A considerable percentage of Americans lack the savings needed to cushion against a surprise expense, even with enough income to save, according to a recent report by Bankrate.com. Approximately 60 percent of those surveyed do not have enough savings for a $1,000 emergency room bill, though 41 percent plan to tap their savings for such an expense.
“It’s not a matter of if, but when an unexpected expense will pop up,” said Jill Cornfield, Bankrate.com analyst, in a statement. “Our survey shows that just under half of adults surveyed said they or a family member had a major expense in the past 12 months.”
Half of high-income households do not have adequate savings, according to the report, despite having the financial wherewithal to support saving. Millennials have more savings stashed for an unforeseen bill than any other generation, at 47 percent of those surveyed.
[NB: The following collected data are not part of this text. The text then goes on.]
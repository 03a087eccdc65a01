use {
    crate::domain::error::AuditError,
    crate::domain::event::QueueMessage,
    crate::domain::repository::{JobQueue, QueuedJob, RepoFuture},
    sqlx::{PgPool, Postgres, QueryBuilder, types::Json},
    uuid::Uuid,
};

#[derive(sqlx::FromRow)]
struct JobRow {
    id: Uuid,
    payload: serde_json::Value,
    attempts: i32,
}

/// `event_queue`-backed job queue. The capture trigger writes the same table.
pub struct PgJobQueue {
    pool: PgPool,
}

impl PgJobQueue {
    pub fn new(pool: PgPool) -> Self {
        Self { pool }
    }

    async fn claim_inner(&self, limit: i64) -> Result<Vec<QueuedJob>, AuditError> {
        let mut tx = self.pool.begin().await?;

        // SKIP LOCKED keeps concurrent workers from claiming the same rows.
        let rows = sqlx::query_as::<_, JobRow>(
            r#"
            UPDATE event_queue
            SET status = 'processing', updated_at = now()
            WHERE id IN (
                SELECT id FROM event_queue
                WHERE status = 'pending' AND scheduled_at <= now()
                ORDER BY scheduled_at
                LIMIT $1
                FOR UPDATE SKIP LOCKED
            )
            RETURNING id, payload, attempts
            "#,
        )
        .bind(limit)
        .fetch_all(&mut *tx)
        .await?;

        let mut jobs = Vec::with_capacity(rows.len());
        for row in rows {
            match serde_json::from_value::<QueueMessage>(row.payload) {
                Ok(message) => jobs.push(QueuedJob {
                    id: row.id,
                    message,
                    attempts: row.attempts,
                }),
                Err(e) => {
                    // Retrying cannot fix a payload that does not parse.
                    tracing::warn!(job_id = %row.id, error = %e, "undecodable queue payload");
                    sqlx::query(
                        "UPDATE event_queue SET status = 'failed', last_error = $2, updated_at = now() \
                         WHERE id = $1",
                    )
                    .bind(row.id)
                    .bind(e.to_string())
                    .execute(&mut *tx)
                    .await?;
                }
            }
        }

        tx.commit().await?;
        Ok(jobs)
    }
}

impl JobQueue for PgJobQueue {
    fn enqueue(&self, messages: &[QueueMessage]) -> RepoFuture<'_, u64> {
        let messages = messages.to_vec();
        Box::pin(async move {
            if messages.is_empty() {
                return Ok(0);
            }
            let mut qb: QueryBuilder<Postgres> =
                QueryBuilder::new("INSERT INTO event_queue (subscription_id, tenant_id, payload) ");
            qb.push_values(&messages, |mut row, m| {
                row.push_bind(m.subscription_id)
                    .push_bind(m.tenant_id.as_str().to_string())
                    .push_bind(Json(m.clone()));
            });
            let result = qb.build().execute(&self.pool).await?;
            Ok(result.rows_affected())
        })
    }

    fn claim(&self, limit: i64) -> RepoFuture<'_, Vec<QueuedJob>> {
        Box::pin(self.claim_inner(limit))
    }

    fn complete(&self, id: Uuid) -> RepoFuture<'_, ()> {
        Box::pin(async move {
            sqlx::query("UPDATE event_queue SET status = 'completed', updated_at = now() WHERE id = $1")
                .bind(id)
                .execute(&self.pool)
                .await?;
            Ok(())
        })
    }

    /// Exponential backoff via `scheduled_at`; `failed` once attempts run out.
    fn fail(&self, id: Uuid, error: &str) -> RepoFuture<'_, ()> {
        let error = error.to_string();
        Box::pin(async move {
            sqlx::query(
                r#"
                UPDATE event_queue
                SET attempts = attempts + 1,
                    last_error = $2,
                    status = CASE
                        WHEN attempts + 1 >= max_attempts THEN 'failed'
                        ELSE 'pending'
                    END,
                    scheduled_at = CASE
                        WHEN attempts + 1 >= max_attempts THEN scheduled_at
                        ELSE now() + make_interval(secs => power(2, attempts + 1)::int)
                    END,
                    updated_at = now()
                WHERE id = $1
                "#,
            )
            .bind(id)
            .bind(&error)
            .execute(&self.pool)
            .await?;
            Ok(())
        })
    }

    fn reap_stale(&self) -> RepoFuture<'_, u64> {
        Box::pin(async move {
            let result = sqlx::query(
                r#"
                UPDATE event_queue
                SET status = 'pending', updated_at = now()
                WHERE status = 'processing' AND updated_at < now() - interval '2 minutes'
                "#,
            )
            .execute(&self.pool)
            .await?;
            Ok(result.rows_affected())
        })
    }
}
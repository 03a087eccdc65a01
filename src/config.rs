use {
    crate::domain::error::AuditError,
    std::{env, str::FromStr, sync::Arc, time::Duration},
};

/// Runtime settings, read from the environment (and `.env` when present).
#[derive(Debug, Clone)]
pub struct Config {
    pub database_url: String,
    pub bind_addr: String,
    pub database_max_connections: u32,
    pub retention_days: u32,
    pub archive_root: String,
    pub archive_base_url: String,
    pub archive_signing_key: Arc<str>,
    pub archive_url_ttl: Duration,
    pub archive_interval: Duration,
    pub archive_concurrency: usize,
    pub dispatch_batch_size: i64,
    pub dispatch_poll_interval: Duration,
}

impl Config {
    pub fn from_env() -> Result<Self, AuditError> {
        dotenvy::dotenv().ok();
        Self::from_lookup(|key| env::var(key).ok())
    }

    /// Build from an arbitrary key lookup; `from_env` passes the process env.
    pub fn from_lookup(lookup: impl Fn(&str) -> Option<String>) -> Result<Self, AuditError> {
        let required = |key: &str| {
            lookup(key)
                .filter(|v| !v.trim().is_empty())
                .ok_or_else(|| AuditError::Configuration(format!("{key} must be set")))
        };

        let config = Self {
            database_url: required("DATABASE_URL")?,
            bind_addr: lookup("BIND_ADDR").unwrap_or_else(|| "0.0.0.0:3000".into()),
            database_max_connections: parse(&lookup, "DATABASE_MAX_CONNECTIONS", 20)?,
            retention_days: parse(&lookup, "AUDIT_RETENTION_DAYS", 90)?,
            archive_root: lookup("ARCHIVE_ROOT").unwrap_or_else(|| "./archives".into()),
            archive_base_url: lookup("ARCHIVE_BASE_URL")
                .unwrap_or_else(|| "http://localhost:3000/archives".into()),
            archive_signing_key: required("ARCHIVE_SIGNING_KEY")?.into(),
            archive_url_ttl: Duration::from_secs(parse(&lookup, "ARCHIVE_URL_TTL_SECS", 900)?),
            archive_interval: Duration::from_secs(parse(
                &lookup,
                "ARCHIVE_INTERVAL_SECS",
                86_400,
            )?),
            archive_concurrency: parse(&lookup, "ARCHIVE_CONCURRENCY", 4)?,
            dispatch_batch_size: parse(&lookup, "DISPATCH_BATCH_SIZE", 50)?,
            dispatch_poll_interval: Duration::from_millis(parse(
                &lookup,
                "DISPATCH_POLL_MS",
                1_000,
            )?),
        };

        if config.retention_days == 0 {
            return Err(AuditError::Configuration(
                "AUDIT_RETENTION_DAYS must be at least 1".into(),
            ));
        }
        if config.archive_concurrency == 0 || config.dispatch_batch_size <= 0 {
            return Err(AuditError::Configuration(
                "ARCHIVE_CONCURRENCY and DISPATCH_BATCH_SIZE must be positive".into(),
            ));
        }
        Ok(config)
    }
}

fn parse<T: FromStr>(
    lookup: &impl Fn(&str) -> Option<String>,
    key: &str,
    default: T,
) -> Result<T, AuditError> {
    match lookup(key) {
        None => Ok(default),
        Some(raw) => raw
            .trim()
            .parse()
            .map_err(|_| AuditError::Configuration(format!("{key} has invalid value: {raw}"))),
    }
}

#[cfg(test)]
mod tests {
    use {super::*, std::collections::HashMap};

    fn lookup(pairs: &[(&str, &str)]) -> impl Fn(&str) -> Option<String> {
        let map: HashMap<String, String> = pairs
            .iter()
            .map(|(k, v)| (k.to_string(), v.to_string()))
            .collect();
        move |key| map.get(key).cloned()
    }

    const REQUIRED: [(&str, &str); 2] = [
        ("DATABASE_URL", "postgres://localhost/audit"),
        ("ARCHIVE_SIGNING_KEY", "secret"),
    ];

    #[test]
    fn defaults_apply() {
        let config = Config::from_lookup(lookup(&REQUIRED)).unwrap();
        assert_eq!(config.bind_addr, "0.0.0.0:3000");
        assert_eq!(config.retention_days, 90);
        assert_eq!(config.archive_url_ttl, Duration::from_secs(900));
        assert_eq!(config.dispatch_batch_size, 50);
        assert_eq!(config.dispatch_poll_interval, Duration::from_millis(1000));
    }

    #[test]
    fn missing_required_is_configuration_error() {
        let err = Config::from_lookup(lookup(&REQUIRED[..1])).unwrap_err();
        assert!(matches!(err, AuditError::Configuration(m) if m.contains("ARCHIVE_SIGNING_KEY")));
    }

    #[test]
    fn invalid_number_is_configuration_error() {
        let mut pairs = REQUIRED.to_vec();
        pairs.push(("AUDIT_RETENTION_DAYS", "ninety"));
        let err = Config::from_lookup(lookup(&pairs)).unwrap_err();
        assert!(matches!(err, AuditError::Configuration(m) if m.contains("AUDIT_RETENTION_DAYS")));

        let mut pairs = REQUIRED.to_vec();
        pairs.push(("AUDIT_RETENTION_DAYS", "0"));
        assert!(Config::from_lookup(lookup(&pairs)).is_err());
    }
}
The struggle to save is underscored by the “luxuries” Americans are willing to let go of—and the ones they aren’t. Fifty-nine percent of those surveyed would trim dining out from their budgets, but just 35 percent would cut their cell phone plan.
“If you have a car, a house or apartment, a pet, or a kid—if you’re a member of the human race—something that costs money is bound to go wrong,” said Cornfield. “It might be a minor car repair or a surprise medical expense. The best way to prepare is to have an emergency fund you can draw on.”